=== PROVIDED INFORMATION ===
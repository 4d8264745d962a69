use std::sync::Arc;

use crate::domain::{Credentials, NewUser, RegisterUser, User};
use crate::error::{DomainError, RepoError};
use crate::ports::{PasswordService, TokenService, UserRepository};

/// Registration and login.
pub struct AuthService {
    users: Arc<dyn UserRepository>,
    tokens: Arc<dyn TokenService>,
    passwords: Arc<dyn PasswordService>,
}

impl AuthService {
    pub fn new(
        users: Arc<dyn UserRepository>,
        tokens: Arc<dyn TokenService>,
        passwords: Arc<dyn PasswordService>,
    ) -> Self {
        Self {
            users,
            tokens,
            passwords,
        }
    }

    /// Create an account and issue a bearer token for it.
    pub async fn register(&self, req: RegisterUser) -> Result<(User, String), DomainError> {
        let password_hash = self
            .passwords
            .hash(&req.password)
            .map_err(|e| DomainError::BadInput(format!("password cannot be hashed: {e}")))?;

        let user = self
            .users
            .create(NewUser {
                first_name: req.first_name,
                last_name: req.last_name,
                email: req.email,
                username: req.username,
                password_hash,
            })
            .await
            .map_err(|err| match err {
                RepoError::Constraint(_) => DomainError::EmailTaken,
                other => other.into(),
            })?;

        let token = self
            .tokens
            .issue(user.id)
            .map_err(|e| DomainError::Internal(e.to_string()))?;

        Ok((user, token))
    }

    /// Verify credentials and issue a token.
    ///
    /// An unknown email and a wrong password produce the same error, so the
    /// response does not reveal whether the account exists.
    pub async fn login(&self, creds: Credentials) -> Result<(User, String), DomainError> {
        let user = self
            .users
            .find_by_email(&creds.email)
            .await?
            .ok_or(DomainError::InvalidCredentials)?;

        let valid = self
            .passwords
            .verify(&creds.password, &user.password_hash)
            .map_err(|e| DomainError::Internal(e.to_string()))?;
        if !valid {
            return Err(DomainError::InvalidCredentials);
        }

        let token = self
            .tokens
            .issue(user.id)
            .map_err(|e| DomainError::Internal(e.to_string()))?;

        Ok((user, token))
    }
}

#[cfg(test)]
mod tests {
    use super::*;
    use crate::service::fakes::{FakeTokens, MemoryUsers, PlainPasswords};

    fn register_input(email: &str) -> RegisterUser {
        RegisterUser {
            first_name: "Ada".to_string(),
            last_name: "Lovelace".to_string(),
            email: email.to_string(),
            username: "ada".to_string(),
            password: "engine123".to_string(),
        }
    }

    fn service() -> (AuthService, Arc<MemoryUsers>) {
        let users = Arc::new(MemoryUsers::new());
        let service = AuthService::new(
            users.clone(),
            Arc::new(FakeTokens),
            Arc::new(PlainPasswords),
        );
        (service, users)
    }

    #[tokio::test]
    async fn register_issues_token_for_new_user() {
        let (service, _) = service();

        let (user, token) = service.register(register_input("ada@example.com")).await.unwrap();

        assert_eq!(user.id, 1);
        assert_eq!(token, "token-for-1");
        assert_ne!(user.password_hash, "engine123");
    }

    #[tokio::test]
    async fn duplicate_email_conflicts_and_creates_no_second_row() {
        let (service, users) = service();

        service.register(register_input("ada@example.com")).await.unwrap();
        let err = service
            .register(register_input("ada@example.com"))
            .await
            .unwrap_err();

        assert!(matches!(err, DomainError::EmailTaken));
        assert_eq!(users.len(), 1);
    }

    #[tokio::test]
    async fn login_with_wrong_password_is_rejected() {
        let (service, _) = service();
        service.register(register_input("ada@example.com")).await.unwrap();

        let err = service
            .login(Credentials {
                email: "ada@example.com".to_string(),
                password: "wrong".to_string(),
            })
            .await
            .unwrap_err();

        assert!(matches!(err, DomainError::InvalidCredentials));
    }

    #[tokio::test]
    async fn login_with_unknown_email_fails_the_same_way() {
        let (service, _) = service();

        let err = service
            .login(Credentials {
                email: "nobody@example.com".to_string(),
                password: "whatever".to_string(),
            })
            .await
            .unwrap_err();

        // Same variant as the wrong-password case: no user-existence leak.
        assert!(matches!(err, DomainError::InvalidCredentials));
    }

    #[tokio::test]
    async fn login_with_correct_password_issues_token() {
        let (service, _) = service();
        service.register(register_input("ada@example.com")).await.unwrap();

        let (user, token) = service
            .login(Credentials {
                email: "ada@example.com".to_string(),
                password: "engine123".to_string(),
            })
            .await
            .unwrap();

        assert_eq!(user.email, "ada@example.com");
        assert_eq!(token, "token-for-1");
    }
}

=== ACTIVITY ===
Could you write out all of the entries precisely as they stand?

=== RESULT ===
repository 4d8264745d962a69
use std::sync::Arc;

use crate::domain::{Credentials, NewUser, RegisterUser, User};
use crate::error::{DomainError, RepoError};
use crate::ports::{PasswordService, TokenService, UserRepository};

/// Registration and login.
pub struct AuthService {
    users: Arc<dyn UserRepository>,
    tokens: Arc<dyn TokenService>,
    passwords: Arc<dyn PasswordService>,
}

impl AuthService {
    pub fn new(
        users: Arc<dyn UserRepository>,
        tokens: Arc<dyn TokenService>,
        passwords: Arc<dyn PasswordService>,
    ) -> Self {
        Self {
            users,
            tokens,
            passwords,
        }
    }

    /// Create an account and issue a bearer token for it.
    pub async fn register(&self, req: RegisterUser) -> Result<(User, String), DomainError> {
        let password_hash = self
            .passwords
            .hash(&req.password)
            .map_err(|e| DomainError::BadInput(format!("password cannot be hashed: {e}")))?;

        let user = self
            .users
            .create(NewUser {
                first_name: req.first_name,
                last_name: req.last_name,
                email: req.email,
                username: req.username,
                password_hash,
            })
            .await
            .map_err(|err| match err {
                RepoError::Constraint(_) => DomainError::EmailTaken,
                other => other.into(),
            })?;

        let token = self
            .tokens
            .issue(user.id)
            .map_err(|e| DomainError::Internal(e.to_string()))?;

        Ok((user, token))
    }

    /// Verify credentials and issue a token.
    ///
    /// An unknown email and a wrong password produce the same error, so the
    /// response does not reveal whether the account exists.
    pub async fn login(&self, creds: Credentials) -> Result<(User, String), DomainError> {
        let user = self
            .users
            .find_by_email(&creds.email)
            .await?
            .ok_or(DomainError::InvalidCredentials)?;

        let valid = self
            .passwords
            .verify(&creds.password, &user.password_hash)
            .map_err(|e| DomainError::Internal(e.to_string()))?;
        if !valid {
            return Err(DomainError::InvalidCredentials);
        }

        let token = self
            .tokens
            .issue(user.id)
            .map_err(|e| DomainError::Internal(e.to_string()))?;

        Ok((user, token))
    }
}

#[cfg(test)]
mod tests {
    use super::*;
    use crate::service::fakes::{FakeTokens, MemoryUsers, PlainPasswords};

    fn register_input(email: &str) -> RegisterUser {
        RegisterUser {
            first_name: "Ada".to_string(),
            last_name: "Lovelace".to_string(),
            email: email.to_string(),
            username: "ada".to_string(),
            password: "engine123".to_string(),
        }
    }

    fn service() -> (AuthService, Arc<MemoryUsers>) {
        let users = Arc::new(MemoryUsers::new());
        let service = AuthService::new(
            users.clone(),
            Arc::new(FakeTokens),
            Arc::new(PlainPasswords),
        );
        (service, users)
    }

    #[tokio::test]
    async fn register_issues_token_for_new_user() {
        let (service, _) = service();

        let (user, token) = service.register(register_input("ada@example.com")).await.unwrap();

        assert_eq!(user.id, 1);
        assert_eq!(token, "token-for-1");
        assert_ne!(user.password_hash, "engine123");
    }

    #[tokio::test]
    async fn duplicate_email_conflicts_and_creates_no_second_row() {
        let (service, users) = service();

        service.register(register_input("ada@example.com")).await.unwrap();
        let err = service
            .register(register_input("ada@example.com"))
            .await
            .unwrap_err();

        assert!(matches!(err, DomainError::EmailTaken));
        assert_eq!(users.len(), 1);
    }

    #[tokio::test]
    async fn login_with_wrong_password_is_rejected() {
        let (service, _) = service();
        service.register(register_input("ada@example.com")).await.unwrap();

        let err = service
            .login(Credentials {
                email: "ada@example.com".to_string(),
                password: "wrong".to_string(),
            })
            .await
            .unwrap_err();

        assert!(matches!(err, DomainError::InvalidCredentials));
    }

    #[tokio::test]
    async fn login_with_unknown_email_fails_the_same_way() {
        let (service, _) = service();

        let err = service
            .login(Credentials {
                email: "nobody@example.com".to_string(),
                password: "whatever".to_string(),
            })
            .await
            .unwrap_err();

        // Same variant as the wrong-password case: no user-existence leak.
        assert!(matches!(err, DomainError::InvalidCredentials));
    }

    #[tokio::test]
    async fn login_with_correct_password_issues_token() {
        let (service, _) = service();
        service.register(register_input("ada@example.com")).await.unwrap();

        let (user, token) = service
            .login(Credentials {
                email: "ada@example.com".to_string(),
                password: "engine123".to_string(),
            })
            .await
            .unwrap();

        assert_eq!(user.email, "ada@example.com");
        assert_eq!(token, "token-for-1");
    }
}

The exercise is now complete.